Back to my theory... Why did Apple sue Samsung? I'm sure they'd anticipate iOS sales tanking and decided for another stream of income... Filing what is quintessentially frivolous lawsuits. Think about it:

  1. Hardware-wise, except for a bigger and slightly different screen, longer battery life, and a few newfangled communication/media features that are becoming standard issue (new Bluetooth radio, enhanced Wi-Fi) or even mandatory anyway (4G LTE, IPv6), there's nothing significantly different. Now if it somehow was able to incorporate a high-end camera and lens (like slapping a Leica heart and soul into it. NOTE: Panorama is more or less of a software feature on camera phones) and the ability  have a taser built in or something, I'd buy it in a heartbeat. However, even if I had an iPhone 4S, have enough money right now to ditch my T-Mo contract and get the iPhone 5, there is nothing new enough to wow me enough to go and get it, whether it's waiting outside stores in the middle of a Californian heat wave (even right now it's 104°F so zero frickin' way) or even when the crowd dies down and the prices drop, or even if there's an iPhone 5S/iPhone 6 and this is quintessentially a clearance item. Unless of course, my phone fell in the toilet and I don't have a backup *knock on wood*.
  2. Firmware/software: Not only is it a catch-up to Android, and the only thing that I can somewhat give props to is coming out with Siri first (which we answered with Jelly Bean's enhanced voice recognition that is actually more intuitive in some regards)... But guess what? Almost all of the iOS 6 enhancements are going to be available as a free download for iPhone 4S users! There's nothing left to motivate people to switch the hardware! 3GS to 4G? Siri and a few other things. 4S to 5? As far as what I can tell, hardly anything!

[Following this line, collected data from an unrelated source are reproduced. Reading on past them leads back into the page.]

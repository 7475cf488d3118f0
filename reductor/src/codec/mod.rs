//! # Delta-compressed sequences
//!
//! A [`CompressedSequence`] stores a list of unsigned integers as its first
//! entry followed by the deltas between consecutive entries, each delta
//! packed into a fixed-width bit field just wide enough for the largest one.
//!
//! ## Modes
//!
//! * [`Mode::Sorted`]: the input is non-decreasing, so every delta is
//!   non-negative and stored as a plain unsigned field.
//! * [`Mode::Unsorted`]: the input is in arbitrary order. Every field starts
//!   with a sign bit (`1` for negative) followed by the delta's magnitude.
//!
//! ## Layout
//!
//! The packed buffer holds `count - 1` fields concatenated MSB-first with no
//! alignment between them. The final byte is zero-padded in its low-order
//! bits. The metadata (first entry, count, bit width and mode) is kept in
//! the value itself and is not part of the buffer.

mod decoder;
mod encoder;

use std::fmt;

use serde::{Deserialize, Serialize};

use crate::bits::{packed_len, BitWidthSelector};
use crate::element::Element;
use crate::error::Error;

pub use decoder::Iter;

/// Size in bytes of the element count in the footprint.
pub const COUNT_SIZE: usize = 4;

/// Size in bytes of the bit width in the footprint.
pub const BIT_WIDTH_SIZE: usize = 1;

/// Size in bytes of the mode tag in the footprint.
pub const MODE_SIZE: usize = 1;

/// How the deltas of a sequence are encoded.
#[derive(Debug, Clone, Copy, Default, PartialEq, Eq, Hash, Serialize, Deserialize)]
#[serde(rename_all = "lowercase")]
pub enum Mode {
    /// Non-decreasing input, unsigned deltas.
    #[default]
    Sorted,
    /// Arbitrary input, sign bit plus magnitude per delta.
    Unsorted,
}

impl Mode {
    /// Wire tag for [`Mode::Sorted`].
    pub const SORTED_TAG: u8 = 0;

    /// Wire tag for [`Mode::Unsorted`].
    pub const UNSORTED_TAG: u8 = 1;

    /// Returns whether this is [`Mode::Sorted`].
    pub fn is_sorted(&self) -> bool {
        matches!(self, Mode::Sorted)
    }

    /// Returns the single byte tag identifying this mode.
    pub fn as_u8(&self) -> u8 {
        match self {
            Mode::Sorted => Self::SORTED_TAG,
            Mode::Unsorted => Self::UNSORTED_TAG,
        }
    }
}

impl TryFrom<u8> for Mode {
    type Error = Error;

    fn try_from(tag: u8) -> Result<Self, Self::Error> {
        match tag {
            Self::SORTED_TAG => Ok(Mode::Sorted),
            Self::UNSORTED_TAG => Ok(Mode::Unsorted),
            _ => Err(Error::UnrecognizedMode(tag)),
        }
    }
}

impl fmt::Display for Mode {
    fn fmt(&self, f: &mut fmt::Formatter<'_>) -> fmt::Result {
        match self {
            Mode::Sorted => write!(f, "sorted"),
            Mode::Unsorted => write!(f, "unsorted"),
        }
    }
}

/// A postings list in delta-compressed form.
///
/// # Invariants
///
/// - `count <= 1` implies a zero bit width and an empty buffer
/// - `count >= 2` implies a bit width within the bounds of the mode and
///   element type
/// - the buffer is exactly `ceil((count - 1) * bit_width / 8)` bytes long
///
/// Values are only ever built by the encoders or by
/// [`CompressedSequence::from_parts`], both of which uphold the invariants,
/// and are immutable afterwards. Decoding a value therefore always succeeds.
#[derive(Clone, PartialEq, Eq, Hash)]
pub struct CompressedSequence<T: Element> {
    first_entry: T,
    count: u32,
    bit_width: u8,
    mode: Mode,
    packed_data: Vec<u8>,
}

impl<T: Element> Default for CompressedSequence<T> {
    /// An empty sequence, which decodes to no elements.
    fn default() -> Self {
        Self {
            first_entry: T::default(),
            count: 0,
            bit_width: 0,
            mode: Mode::default(),
            packed_data: Vec::new(),
        }
    }
}

impl<T: Element> CompressedSequence<T> {
    /// Rebuilds a sequence from its persisted fields, checking every
    /// structural invariant so that the result is guaranteed to decode.
    ///
    /// ## Errors
    /// - `UnexpectedPayload` if `count <= 1` but a bit width or packed
    ///   bytes were supplied
    /// - `InvalidBitWidth` if the width is outside the range allowed for the
    ///   mode and element type
    /// - `PackedLengthMismatch` if the buffer length disagrees with the
    ///   count and bit width
    pub fn from_parts(
        first_entry: T,
        count: u32,
        bit_width: u8,
        mode: Mode,
        packed_data: Vec<u8>,
    ) -> Result<Self, Error> {
        if count <= 1 {
            if bit_width != 0 || !packed_data.is_empty() {
                return Err(Error::UnexpectedPayload(count));
            }
        } else {
            let min = BitWidthSelector::min_width(mode);
            let max = BitWidthSelector::max_width::<T>(mode);
            if !(min..=max).contains(&bit_width) {
                return Err(Error::InvalidBitWidth { bit_width, min, max });
            }

            let expected = packed_len(count as usize - 1, bit_width);
            if packed_data.len() != expected {
                return Err(Error::PackedLengthMismatch {
                    expected,
                    actual: packed_data.len(),
                });
            }
        }

        Ok(Self {
            first_entry,
            count,
            bit_width,
            mode,
            packed_data,
        })
    }

    /// The first element of the original sequence.
    pub fn first_entry(&self) -> T {
        self.first_entry
    }

    /// Number of elements in the original sequence.
    pub fn count(&self) -> u32 {
        self.count
    }

    /// Number of elements in the original sequence, as a `usize`.
    pub fn len(&self) -> usize {
        self.count as usize
    }

    /// Returns whether the sequence holds no elements.
    pub fn is_empty(&self) -> bool {
        self.count == 0
    }

    /// Width in bits of every packed delta field, sign bit included.
    pub fn bit_width(&self) -> u8 {
        self.bit_width
    }

    /// How the deltas are encoded.
    pub fn mode(&self) -> Mode {
        self.mode
    }

    /// The packed delta fields.
    pub fn packed_data(&self) -> &[u8] {
        &self.packed_data
    }

    /// Footprint of the sequence in bytes: the first entry, the count, the
    /// bit width, the mode tag and the packed buffer.
    ///
    /// This is a size estimate for reporting, not a serialization routine.
    pub fn size_in_bytes(&self) -> usize {
        T::BYTES + COUNT_SIZE + BIT_WIDTH_SIZE + MODE_SIZE + self.packed_data.len()
    }
}

impl<T: Element> fmt::Display for CompressedSequence<T> {
    fn fmt(&self, f: &mut fmt::Formatter<'_>) -> fmt::Result {
        write!(
            f,
            "CompressedSequence(first_entry={}, count={}, bit_width={}, mode={}, packed={}B)",
            self.first_entry,
            self.count,
            self.bit_width,
            self.mode,
            self.packed_data.len()
        )
    }
}

impl<T: Element> fmt::Debug for CompressedSequence<T> {
    fn fmt(&self, f: &mut fmt::Formatter<'_>) -> fmt::Result {
        f.debug_struct("CompressedSequence")
            .field("first_entry", &self.first_entry)
            .field("count", &self.count)
            .field("bit_width", &self.bit_width)
            .field("mode", &self.mode)
            .field("packed_data", &format_args!("{:02x?}", self.packed_data))
            .finish()
    }
}

#[cfg(test)]
mod tests {
    use super::*;
    use assert_matches::assert_matches;
    use test_case::test_case;

    #[test_case(Mode::Sorted => 0; "sorted")]
    #[test_case(Mode::Unsorted => 1; "unsorted")]
    fn test_mode_tags(mode: Mode) -> u8 {
        let tag = mode.as_u8();
        assert_eq!(Mode::try_from(tag).unwrap(), mode);
        tag
    }

    #[test_case(Mode::Sorted => true; "sorted")]
    #[test_case(Mode::Unsorted => false; "unsorted")]
    fn test_mode_is_sorted(mode: Mode) -> bool {
        mode.is_sorted()
    }

    #[test]
    fn test_unknown_mode_tag() {
        assert_matches!(Mode::try_from(2), Err(Error::UnrecognizedMode(2)));
    }

    #[test]
    fn test_default_is_empty() {
        let sequence = CompressedSequence::<u32>::default();

        assert!(sequence.is_empty());
        assert_eq!(sequence.count(), 0);
        assert_eq!(sequence.bit_width(), 0);
        assert!(sequence.packed_data().is_empty());
        assert_eq!(sequence.decode(), Vec::<u32>::new());
    }

    #[test]
    fn test_from_parts_accepts_worked_example() {
        let sequence =
            CompressedSequence::<u32>::from_parts(100, 5, 3, Mode::Sorted, vec![0x4A, 0x20])
                .unwrap();

        assert_eq!(sequence.decode(), vec![100, 102, 104, 108, 110]);
    }

    #[test]
    fn test_from_parts_accepts_singleton() {
        let sequence =
            CompressedSequence::<u64>::from_parts(42, 1, 0, Mode::Unsorted, Vec::new()).unwrap();

        assert_eq!(sequence.decode(), vec![42]);
    }

    #[test_case(1, 3, vec![] => Err(Error::UnexpectedPayload(1)); "singleton with width")]
    #[test_case(1, 0, vec![0] => Err(Error::UnexpectedPayload(1)); "singleton with bytes")]
    #[test_case(0, 0, vec![0] => Err(Error::UnexpectedPayload(0)); "empty with bytes")]
    #[test_case(5, 0, vec![] => Err(Error::InvalidBitWidth { bit_width: 0, min: 1, max: 32 }); "zero width")]
    #[test_case(5, 33, vec![0; 17] => Err(Error::InvalidBitWidth { bit_width: 33, min: 1, max: 32 }); "too wide")]
    #[test_case(5, 3, vec![0x4A] => Err(Error::PackedLengthMismatch { expected: 2, actual: 1 }); "truncated")]
    #[test_case(5, 3, vec![0x4A, 0x20, 0] => Err(Error::PackedLengthMismatch { expected: 2, actual: 3 }); "trailing byte")]
    fn test_from_parts_rejects(count: u32, bit_width: u8, packed: Vec<u8>) -> Result<(), Error> {
        CompressedSequence::<u32>::from_parts(7, count, bit_width, Mode::Sorted, packed).map(|_| ())
    }

    #[test]
    fn test_from_parts_unsorted_width_bounds() {
        let result = CompressedSequence::<u32>::from_parts(0, 2, 1, Mode::Unsorted, vec![0]);
        assert_matches!(
            result,
            Err(Error::InvalidBitWidth { bit_width: 1, min: 2, max: 33 })
        );

        let result = CompressedSequence::<u64>::from_parts(0, 2, 65, Mode::Unsorted, vec![0; 9]);
        assert!(result.is_ok());
    }

    #[test]
    fn test_size_in_bytes_components() {
        let narrow = CompressedSequence::<u32>::encode_sorted(&[100, 102, 104, 108, 110]).unwrap();
        let wide = CompressedSequence::<u64>::encode_sorted(&[100, 102, 104, 108, 110]).unwrap();

        // first entry + count + bit width + mode + packed bytes
        assert_eq!(narrow.size_in_bytes(), 4 + 4 + 1 + 1 + 2);
        assert_eq!(wide.size_in_bytes(), 8 + 4 + 1 + 1 + 2);
    }

    #[test]
    fn test_size_in_bytes_is_pure() {
        let sequence = CompressedSequence::<u32>::encode(&[102, 100, 110, 108, 104]).unwrap();
        let before = sequence.clone();

        let sizes: Vec<_> = (0..3).map(|_| sequence.size_in_bytes()).collect();

        assert_eq!(sizes, vec![sizes[0]; 3]);
        assert_eq!(sequence, before);
    }

    #[test]
    fn test_display() {
        let sequence = CompressedSequence::<u32>::encode_sorted(&[100, 102, 104, 108, 110]).unwrap();
        assert_eq!(
            sequence.to_string(),
            "CompressedSequence(first_entry=100, count=5, bit_width=3, mode=sorted, packed=2B)"
        );
    }
}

So, with that in mind, does Apple have any other brilliant ideas? I doubt it. If The People's Government had stricter copyright laws, I think it'll be safe to say our economy will recover overnight and China will be the ones begging us for help since there are TONS of counterfeit products.

*If the Apple execs are reading this and calling for their lawyer, don't worry, I changed it many months ago... Sandro Silva's Epic sounds MUCH cooler anyway.

Friday, December 9, 2011

Revamp

OK, since I am revamping this blog for the purpose of business, I have removed most of the negative rants (which believe me, was 76% of the posts... 39 out of 51 posts to be exact). More to follow later.